▶ **Work instructions**
Every entry must be duplicated word for word.

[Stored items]
####

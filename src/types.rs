use crate::error::{LavalinkError, Result};
use crate::track::LavalinkTrack;
use serde::{Deserialize, Serialize};
use std::time::{Duration, SystemTime};

/// Guild identifier; doubles as the player session id on the node
pub type GuildId = u64;

/// Voice channel identifier
pub type ChannelId = u64;

/// Number of bands in the node's equalizer
pub const EQUALIZER_BANDS: u8 = 15;

/// Lowest accepted band gain (mutes the band)
pub const MIN_BAND_GAIN: f32 = -0.25;

/// Highest accepted band gain (doubles the band)
pub const MAX_BAND_GAIN: f32 = 1.0;

/// Highest accepted player volume; 100 is unity gain
pub const MAX_VOLUME: i32 = 1000;

/// Why a track stopped playing
#[derive(Debug, Clone, Copy, PartialEq, Eq, Serialize, Deserialize)]
#[serde(rename_all = "SCREAMING_SNAKE_CASE")]
pub enum TrackEndReason {
    /// Played to the end
    Finished,
    /// Failed to start
    LoadFailed,
    /// Stopped by a stop or destroy command
    Stopped,
    /// Another track was started in its place
    Replaced,
    /// Player was cleaned up by the node
    Cleanup,
}

impl TrackEndReason {
    /// Whether the player is free to start the next track
    pub fn may_start_next(self) -> bool {
        matches!(self, Self::Finished | Self::LoadFailed)
    }
}

/// Gain change for a single equalizer band
#[derive(Debug, Clone, Copy, PartialEq, Serialize)]
pub struct BandAdjustment {
    band: u8,
    gain: f32,
}

impl BandAdjustment {
    /// Create an adjustment; `band` must be below 15 and `gain` within `-0.25..=1.0`
    pub fn new(band: u8, gain: f32) -> Result<Self> {
        if band >= EQUALIZER_BANDS {
            return Err(LavalinkError::OutOfRange {
                parameter: "band",
                value: f64::from(band),
            });
        }
        if !(MIN_BAND_GAIN..=MAX_BAND_GAIN).contains(&gain) {
            return Err(LavalinkError::OutOfRange {
                parameter: "gain",
                value: f64::from(gain),
            });
        }
        Ok(Self { band, gain })
    }

    /// Neutral adjustment for a band
    pub(crate) fn neutral(band: u8) -> Self {
        Self { band, gain: 0.0 }
    }

    pub fn band(&self) -> u8 {
        self.band
    }

    pub fn gain(&self) -> f32 {
        self.gain
    }
}

/// Locally mirrored player state
#[derive(Debug, Clone, Default, PartialEq)]
pub struct PlayerState {
    /// Track last started through this session, cleared when it finishes
    pub current_track: Option<LavalinkTrack>,
    /// Position reported by the last player update
    pub playback_position: Duration,
    /// Node timestamp of the last player update
    pub last_update: Option<SystemTime>,
}

/// Voice session negotiated with the chat platform for one guild
///
/// Everything here comes from the gateway's voice state and voice server updates.
#[derive(Debug, Clone, PartialEq, Eq)]
pub struct VoiceSession {
    pub guild_id: GuildId,
    pub channel_id: ChannelId,
    pub session_id: String,
    pub token: String,
    pub endpoint: String,
}

/// Player position report
#[derive(Debug, Clone, PartialEq)]
pub struct PlayerUpdateEvent {
    pub guild_id: GuildId,
    pub timestamp: SystemTime,
    pub position: Duration,
}

/// A track stopped playing
#[derive(Debug, Clone, PartialEq)]
pub struct TrackFinishEvent {
    pub guild_id: GuildId,
    pub track: LavalinkTrack,
    pub reason: TrackEndReason,
}

/// A track failed to provide audio for longer than the threshold
#[derive(Debug, Clone, PartialEq)]
pub struct TrackStuckEvent {
    pub guild_id: GuildId,
    pub threshold: Duration,
    pub track: LavalinkTrack,
}

/// A track raised an error during playback
#[derive(Debug, Clone, PartialEq)]
pub struct TrackExceptionEvent {
    pub guild_id: GuildId,
    pub error: String,
    pub track: LavalinkTrack,
}

/// The node's voice websocket to the chat platform was closed
#[derive(Debug, Clone, PartialEq, Eq)]
pub struct WebSocketClosedEvent {
    pub guild_id: GuildId,
    pub code: u16,
    pub reason: String,
    pub by_remote: bool,
}

/// Node resource statistics, sent periodically by the node
#[derive(Debug, Clone, Default, PartialEq, Serialize, Deserialize)]
#[serde(rename_all = "camelCase")]
pub struct NodeStats {
    pub players: u32,
    pub playing_players: u32,
    /// Uptime in milliseconds
    pub uptime: u64,
    pub memory: MemoryStats,
    pub cpu: CpuStats,
    #[serde(default)]
    pub frame_stats: Option<FrameStats>,
}

#[derive(Debug, Clone, Default, PartialEq, Serialize, Deserialize)]
pub struct MemoryStats {
    pub free: u64,
    pub used: u64,
    pub allocated: u64,
    pub reservable: u64,
}

#[derive(Debug, Clone, Default, PartialEq, Serialize, Deserialize)]
#[serde(rename_all = "camelCase")]
pub struct CpuStats {
    pub cores: u32,
    pub system_load: f64,
    pub lavalink_load: f64,
}

/// Audio frame counters for the last minute
#[derive(Debug, Clone, Default, PartialEq, Serialize, Deserialize)]
pub struct FrameStats {
    pub sent: i64,
    pub nulled: i64,
    pub deficit: i64,
}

####

▶ **Exercise output**
filename src/types.rs
use crate::error::{LavalinkError, Result};
use crate::track::LavalinkTrack;
use serde::{Deserialize, Serialize};
use std::time::{Duration, SystemTime};

/// Guild identifier; doubles as the player session id on the node
pub type GuildId = u64;

/// Voice channel identifier
pub type ChannelId = u64;

/// Number of bands in the node's equalizer
pub const EQUALIZER_BANDS: u8 = 15;

/// Lowest accepted band gain (mutes the band)
pub const MIN_BAND_GAIN: f32 = -0.25;

/// Highest accepted band gain (doubles the band)
pub const MAX_BAND_GAIN: f32 = 1.0;

/// Highest accepted player volume; 100 is unity gain
pub const MAX_VOLUME: i32 = 1000;

/// Why a track stopped playing
#[derive(Debug, Clone, Copy, PartialEq, Eq, Serialize, Deserialize)]
#[serde(rename_all = "SCREAMING_SNAKE_CASE")]
pub enum TrackEndReason {
    /// Played to the end
    Finished,
    /// Failed to start
    LoadFailed,
    /// Stopped by a stop or destroy command
    Stopped,
    /// Another track was started in its place
    Replaced,
    /// Player was cleaned up by the node
    Cleanup,
}

impl TrackEndReason {
    /// Whether the player is free to start the next track
    pub fn may_start_next(self) -> bool {
        matches!(self, Self::Finished | Self::LoadFailed)
    }
}

/// Gain change for a single equalizer band
#[derive(Debug, Clone, Copy, PartialEq, Serialize)]
pub struct BandAdjustment {
    band: u8,
    gain: f32,
}

impl BandAdjustment {
    /// Create an adjustment; `band` must be below 15 and `gain` within `-0.25..=1.0`
    pub fn new(band: u8, gain: f32) -> Result<Self> {
        if band >= EQUALIZER_BANDS {
            return Err(LavalinkError::OutOfRange {
                parameter: "band",
                value: f64::from(band),
            });
        }
        if !(MIN_BAND_GAIN..=MAX_BAND_GAIN).contains(&gain) {
            return Err(LavalinkError::OutOfRange {
                parameter: "gain",
                value: f64::from(gain),
            });
        }
        Ok(Self { band, gain })
    }

    /// Neutral adjustment for a band
    pub(crate) fn neutral(band: u8) -> Self {
        Self { band, gain: 0.0 }
    }

    pub fn band(&self) -> u8 {
        self.band
    }

    pub fn gain(&self) -> f32 {
        self.gain
    }
}

/// Locally mirrored player state
#[derive(Debug, Clone, Default, PartialEq)]
pub struct PlayerState {
    /// Track last started through this session, cleared when it finishes
    pub current_track: Option<LavalinkTrack>,
    /// Position reported by the last player update
    pub playback_position: Duration,
    /// Node timestamp of the last player update
    pub last_update: Option<SystemTime>,
}

/// Voice session negotiated with the chat platform for one guild
///
/// Everything here comes from the gateway's voice state and voice server updates.
#[derive(Debug, Clone, PartialEq, Eq)]
pub struct VoiceSession {
    pub guild_id: GuildId,
    pub channel_id: ChannelId,
    pub session_id: String,
    pub token: String,
    pub endpoint: String,
}

/// Player position report
#[derive(Debug, Clone, PartialEq)]
pub struct PlayerUpdateEvent {
    pub guild_id: GuildId,
    pub timestamp: SystemTime,
    pub position: Duration,
}

/// A track stopped playing
#[derive(Debug, Clone, PartialEq)]
pub struct TrackFinishEvent {
    pub guild_id: GuildId,
    pub track: LavalinkTrack,
    pub reason: TrackEndReason,
}

/// A track failed to provide audio for longer than the threshold
#[derive(Debug, Clone, PartialEq)]
pub struct TrackStuckEvent {
    pub guild_id: GuildId,
    pub threshold: Duration,
    pub track: LavalinkTrack,
}

/// A track raised an error during playback
#[derive(Debug, Clone, PartialEq)]
pub struct TrackExceptionEvent {
    pub guild_id: GuildId,
    pub error: String,
    pub track: LavalinkTrack,
}

/// The node's voice websocket to the chat platform was closed
#[derive(Debug, Clone, PartialEq, Eq)]
pub struct WebSocketClosedEvent {
    pub guild_id: GuildId,
    pub code: u16,
    pub reason: String,
    pub by_remote: bool,
}

/// Node resource statistics, sent periodically by the node
#[derive(Debug, Clone, Default, PartialEq, Serialize, Deserialize)]
#[serde(rename_all = "camelCase")]
pub struct NodeStats {
    pub players: u32,
    pub playing_players: u32,
    /// Uptime in milliseconds
    pub uptime: u64,
    pub memory: MemoryStats,
    pub cpu: CpuStats,
    #[serde(default)]
    pub frame_stats: Option<FrameStats>,
}

#[derive(Debug, Clone, Default, PartialEq, Serialize, Deserialize)]
pub struct MemoryStats {
    pub free: u64,
    pub used: u64,
    pub allocated: u64,
    pub reservable: u64,
}

#[derive(Debug, Clone, Default, PartialEq, Serialize, Deserialize)]
#[serde(rename_all = "camelCase")]
pub struct CpuStats {
    pub cores: u32,
    pub system_load: f64,
    pub lavalink_load: f64,
}

/// Audio frame counters for the last minute
#[derive(Debug, Clone, Default, PartialEq, Serialize, Deserialize)]
pub struct FrameStats {
    pub sent: i64,
    pub nulled: i64,
    pub deficit: i64,
}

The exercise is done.